Available records Start Marker

// =============================================================================
// Shared types used across the bot-arena engine
// =============================================================================

use serde::{Deserialize, Serialize};

/// A user's role in the system.
#[derive(Debug, Clone, Copy, PartialEq, Eq, Serialize, Deserialize)]
#[serde(rename_all = "lowercase")]
pub enum Role {
    User,
    Admin,
    Moderator,
}

impl Default for Role {
    fn default() -> Self {
        Self::User
    }
}

impl std::fmt::Display for Role {
    fn fmt(&self, f: &mut std::fmt::Formatter<'_>) -> std::fmt::Result {
        match self {
            Self::User => write!(f, "user"),
            Self::Admin => write!(f, "admin"),
            Self::Moderator => write!(f, "moderator"),
        }
    }
}

impl std::str::FromStr for Role {
    type Err = String;

    fn from_str(s: &str) -> Result<Self, Self::Err> {
        match s {
            "user" => Ok(Self::User),
            "admin" => Ok(Self::Admin),
            "moderator" => Ok(Self::Moderator),
            other => Err(format!("unknown role: {other}")),
        }
    }
}

/// The LLM provider variant, governing request shaping in the dispatcher.
#[derive(Debug, Clone, Copy, PartialEq, Eq, Serialize, Deserialize)]
#[serde(rename_all = "lowercase")]
pub enum ProviderVariant {
    Openai,
    Anthropic,
    Gemini,
    Grok,
    Local,
    Custom,
}

impl std::fmt::Display for ProviderVariant {
    fn fmt(&self, f: &mut std::fmt::Formatter<'_>) -> std::fmt::Result {
        let s = match self {
            Self::Openai => "openai",
            Self::Anthropic => "anthropic",
            Self::Gemini => "gemini",
            Self::Grok => "grok",
            Self::Local => "local",
            Self::Custom => "custom",
        };
        write!(f, "{s}")
    }
}

impl std::str::FromStr for ProviderVariant {
    type Err = String;

    fn from_str(s: &str) -> Result<Self, Self::Err> {
        match s {
            "openai" => Ok(Self::Openai),
            "anthropic" => Ok(Self::Anthropic),
            "gemini" => Ok(Self::Gemini),
            "grok" => Ok(Self::Grok),
            "local" => Ok(Self::Local),
            "custom" => Ok(Self::Custom),
            other => Err(format!("unknown provider variant: {other}")),
        }
    }
}

/// Whether a bot trades against the in-process paper ledger or a live exchange.
#[derive(Debug, Clone, Copy, PartialEq, Eq, Serialize, Deserialize)]
#[serde(rename_all = "lowercase")]
pub enum BotMode {
    Paper,
    Real,
}

impl Default for BotMode {
    fn default() -> Self {
        Self::Paper
    }
}

impl std::fmt::Display for BotMode {
    fn fmt(&self, f: &mut std::fmt::Formatter<'_>) -> std::fmt::Result {
        match self {
            Self::Paper => write!(f, "paper"),
            Self::Real => write!(f, "real"),
        }
    }
}

impl std::str::FromStr for BotMode {
    type Err = String;

    fn from_str(s: &str) -> Result<Self, Self::Err> {
        match s {
            "paper" => Ok(Self::Paper),
            "real" => Ok(Self::Real),
            other => Err(format!("unknown bot mode: {other}")),
        }
    }
}

/// Long or short exposure.
#[derive(Debug, Clone, Copy, PartialEq, Eq, Serialize, Deserialize)]
#[serde(rename_all = "UPPERCASE")]
pub enum PositionSide {
    Long,
    Short,
}

impl PositionSide {
    /// +1.0 for LONG, -1.0 for SHORT — the sign convention used throughout
    /// the trading engine's pnl formulas.
    pub fn sign(self) -> f64 {
        match self {
            Self::Long => 1.0,
            Self::Short => -1.0,
        }
    }
}

impl std::fmt::Display for PositionSide {
    fn fmt(&self, f: &mut std::fmt::Formatter<'_>) -> std::fmt::Result {
        match self {
            Self::Long => write!(f, "LONG"),
            Self::Short => write!(f, "SHORT"),
        }
    }
}

/// Lifecycle status of a Position row.
#[derive(Debug, Clone, Copy, PartialEq, Eq, Serialize, Deserialize)]
#[serde(rename_all = "lowercase")]
pub enum PositionStatus {
    Open,
    Closed,
}

impl std::fmt::Display for PositionStatus {
    fn fmt(&self, f: &mut std::fmt::Formatter<'_>) -> std::fmt::Result {
        match self {
            Self::Open => write!(f, "open"),
            Self::Closed => write!(f, "closed"),
        }
    }
}

/// Why a position was closed — distinguishes an ordinary close from a forced
/// one without needing a separate status value (spec §4.6.4).
#[derive(Debug, Clone, Copy, PartialEq, Eq, Serialize, Deserialize)]
#[serde(rename_all = "snake_case")]
pub enum CloseReason {
    Manual,
    StopLoss,
    TakeProfit,
    Liquidated,
}

impl std::fmt::Display for CloseReason {
    fn fmt(&self, f: &mut std::fmt::Formatter<'_>) -> std::fmt::Result {
        let s = match self {
            Self::Manual => "manual",
            Self::StopLoss => "stop_loss",
            Self::TakeProfit => "take_profit",
            Self::Liquidated => "liquidated",
        };
        write!(f, "{s}")
    }
}

/// Whether a Trade row records the opening or closing leg of a position.
#[derive(Debug, Clone, Copy, PartialEq, Eq, Serialize, Deserialize)]
#[serde(rename_all = "UPPERCASE")]
pub enum TradeAction {
    Open,
    Close,
}

impl std::fmt::Display for TradeAction {
    fn fmt(&self, f: &mut std::fmt::Formatter<'_>) -> std::fmt::Result {
        match self {
            Self::Open => write!(f, "OPEN"),
            Self::Close => write!(f, "CLOSE"),
        }
    }
}

/// One action the LLM may emit per decision cycle (spec §4.7.1 tool/action
/// schema). `Analyze` is not a trading action; it is resolved locally by the
/// decision loop's tool iteration before any trade is applied.
#[derive(Debug, Clone, Serialize, Deserialize)]
#[serde(tag = "action", rename_all = "UPPERCASE")]
pub enum ProposedAction {
    Long {
        symbol: String,
        size: f64,
        leverage: f64,
        #[serde(default, rename = "stopLoss")]
        stop_loss: Option<f64>,
        #[serde(default, rename = "takeProfit")]
        take_profit: Option<f64>,
    },
    Short {
        symbol: String,
        size: f64,
        leverage: f64,
        #[serde(default, rename = "stopLoss")]
        stop_loss: Option<f64>,
        #[serde(default, rename = "takeProfit")]
        take_profit: Option<f64>,
    },
    Close {
        #[serde(rename = "positionId")]
        position_id: String,
    },
    Hold,
    Analyze {
        tool: String,
        #[serde(default)]
        parameters: serde_json::Value,
    },
}

impl ProposedAction {
    pub fn is_analyze(&self) -> bool {
        matches!(self, Self::Analyze { .. })
    }

    pub fn kind(&self) -> &'static str {
        match self {
            Self::Long { .. } => "LONG",
            Self::Short { .. } => "SHORT",
            Self::Close { .. } => "CLOSE",
            Self::Hold => "HOLD",
            Self::Analyze { .. } => "ANALYZE",
        }
    }
}

/// What a TokenUsage row was spent on (spec §3 TokenUsage.request kind).
#[derive(Debug, Clone, Copy, PartialEq, Eq, Serialize, Deserialize)]
#[serde(rename_all = "lowercase")]
pub enum RequestKind {
    Decision,
    Summary,
    Sandbox,
}

impl std::fmt::Display for RequestKind {
    fn fmt(&self, f: &mut std::fmt::Formatter<'_>) -> std::fmt::Result {
        match self {
            Self::Decision => write!(f, "decision"),
            Self::Summary => write!(f, "summary"),
            Self::Sandbox => write!(f, "sandbox"),
        }
    }
}

/// Leaderboard aggregation window (spec §4.10 / §6).
#[derive(Debug, Clone, Copy, PartialEq, Eq, Serialize, Deserialize)]
#[serde(rename_all = "lowercase")]
pub enum LeaderboardPeriod {
    Daily,
    Weekly,
    Monthly,
    AllTime,
}

impl std::fmt::Display for LeaderboardPeriod {
    fn fmt(&self, f: &mut std::fmt::Formatter<'_>) -> std::fmt::Result {
        match self {
            Self::Daily => write!(f, "daily"),
            Self::Weekly => write!(f, "weekly"),
            Self::Monthly => write!(f, "monthly"),
            Self::AllTime => write!(f, "all-time"),
        }
    }
}

impl std::str::FromStr for LeaderboardPeriod {
    type Err = String;

    fn from_str(s: &str) -> Result<Self, Self::Err> {
        match s {
            "daily" => Ok(Self::Daily),
            "weekly" => Ok(Self::Weekly),
            "monthly" => Ok(Self::Monthly),
            "all-time" | "all_time" | "alltime" => Ok(Self::AllTime),
            other => Err(format!("unknown leaderboard period: {other}")),
        }
    }
}

/// Balance snapshot for a single asset from an exchange adapter.
#[derive(Debug, Clone, Serialize, Deserialize)]
pub struct BalanceInfo {
    pub asset: String,
    #[serde(default)]
    pub free: f64,
    #[serde(default)]
    pub locked: f64,
}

Available records End Marker

_Task_
Please go through the data above and copy every line that has the word "Summary".

_Result below_
    Summary,
            Self::Summary => write!(f, "summary"),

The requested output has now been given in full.